- Born: 1 July 1865 Santa Isabel, Fernando Po
- Died: January 1948 (aged 82–83) Aba, Nigeria
- Education: University of Edinburgh
- Occupation: Medical Doctor

= Edward Thaddeus Barleycorn Barber =

African medical doctor (1865–1948)

Thaddeus Barleycorn-Barber (1 July 1865 – January 1948) was a medical doctor who was born in Santa Isabel, capital of the Spanish colony on the island of Fernando Po in West Africa. He graduated from Edinburgh University in 1892.

He was one of the first black African students in York, England, and is presumably linked with William Barleycorn, the first native Primitive Methodist minister in Fernando Po. Other leading Creole families in Fernando Po (now Bioko) around this time included the Barleycorn family, as well as Vivour, Jones, Kinson, Dougan, Grange, Davies, Balboa, Knox, Coker and Collins. An ancestral link has been suggested with Francis Barber, Samuel Johnson's man-servant. His Barber surname was from Sierra Leone Creoles who settled in Fernando Po.

==Early years and first experience in Britain==
There is little information about the early years of Thaddeus Barleycorn-Barber. Elmfield College records show him as entering in September 1886 and leaving in April 1887. He was the son of "Mrs Julia Barleycorn-Barber" of "Calle de Rene, Santa Isabel".

Records from the University of Edinburgh show that he was educated for five years at the C. M. (Church Missionary) Grammar school in Sierra Leone, West Africa. It is estimated that he would have been aged 12–17 during this period. He would have been sent to Sierra Leone to study since Fernando Po only offered minimal education in Spanish and he was from the English-speaking Creole tribe. Sierra Leone offered English-based education, at the time, with such schools as the Church Missionary Grammar School, and the then prestigious Fourah Bay College still in existence today.

The records also showed that he then travelled to Britain to study the equivalent of A-Levels at Elmfield College in York aged 18, which would have been in 1886–1887. He spent a year at Elmfield College, before proceeding to Edinburgh University aged 19 years. Elmfield College was opened in 1864 and soon took a foremost place among the middle-class schools in England. It was established as a Primitive Methodist boarding school. In October 1887, while at Elmfield, his "interesting recitation" at the Victoria Bar Primitive Methodist Chapel in York, "for which he was enthusiastically applauded", was reported in the local newspaper.

==Edinburgh University==
When Thaddeus Barleycorn Barber first enrolled at Edinburgh University in 1887, the records showed that his address was 8 Brighton Terrace, Joppa, Edinburgh, and later at 3 Valleyfield St, Edinburgh.

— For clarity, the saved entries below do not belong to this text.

//! Run timings
//!
//! Coarse elapsed-time measurements for a deploy run (the whole run, the
//! artifact scan, the list read). Each measurement is logged when it
//! completes and kept for the run report.

use parking_lot::Mutex;
use std::future::Future;
use std::time::{Duration, Instant};
use tracing::info;

/// One labelled measurement
#[derive(Debug, Clone, PartialEq, Eq)]
pub struct Timing {
    /// Label, e.g. `scan artifacts`
    pub label: String,

    /// Elapsed wall-clock time
    pub duration: Duration,
}

/// Collects timings for one run
#[derive(Debug, Default)]
pub struct RunTimings {
    entries: Mutex<Vec<Timing>>,
}

impl RunTimings {
    /// Creates an empty collector
    #[must_use]
    pub fn new() -> Self {
        Self::default()
    }

    /// Records a finished measurement
    pub fn record(&self, label: &str, duration: Duration) {
        info!(
            label,
            elapsed_ms = u64::try_from(duration.as_millis()).unwrap_or(u64::MAX),
            "{label}: {:.3}s",
            duration.as_secs_f64()
        );
        self.entries.lock().push(Timing {
            label: label.to_string(),
            duration,
        });
    }

    /// Awaits `fut` and records how long it took
    ///
    /// The measurement is recorded whether the future succeeds or not.
    pub async fn time<F, T>(&self, label: &str, fut: F) -> T
    where
        F: Future<Output = T>,
    {
        let start = Instant::now();
        let output = fut.await;
        self.record(label, start.elapsed());
        output
    }

    /// Gets the first measurement with `label`
    #[must_use]
    pub fn get(&self, label: &str) -> Option<Duration> {
        self.entries
            .lock()
            .iter()
            .find(|t| t.label == label)
            .map(|t| t.duration)
    }

    /// Gets all measurements in recording order
    #[must_use]
    pub fn all(&self) -> Vec<Timing> {
        self.entries.lock().clone()
    }
}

Prior to starting his medical degree at Edinburgh University, he studied preliminary courses and examinations, which he took at Edinburgh University during 1887–1888 and matriculated in 1888, taking examinations in English language and literature, history and geography, mathematics, Latin, French, natural philosophy and mechanics, in the last of which he passed "with credit".

His medical course started in 1888 and covered many subjects, including botany, anatomy, surgery, midwifery, pathology and pharmacy. He sat both oral and written exams, with his final medical professional exams taking place in June 1892, when he graduated with a Bachelor's degree in Medicine and a Master's in Surgery.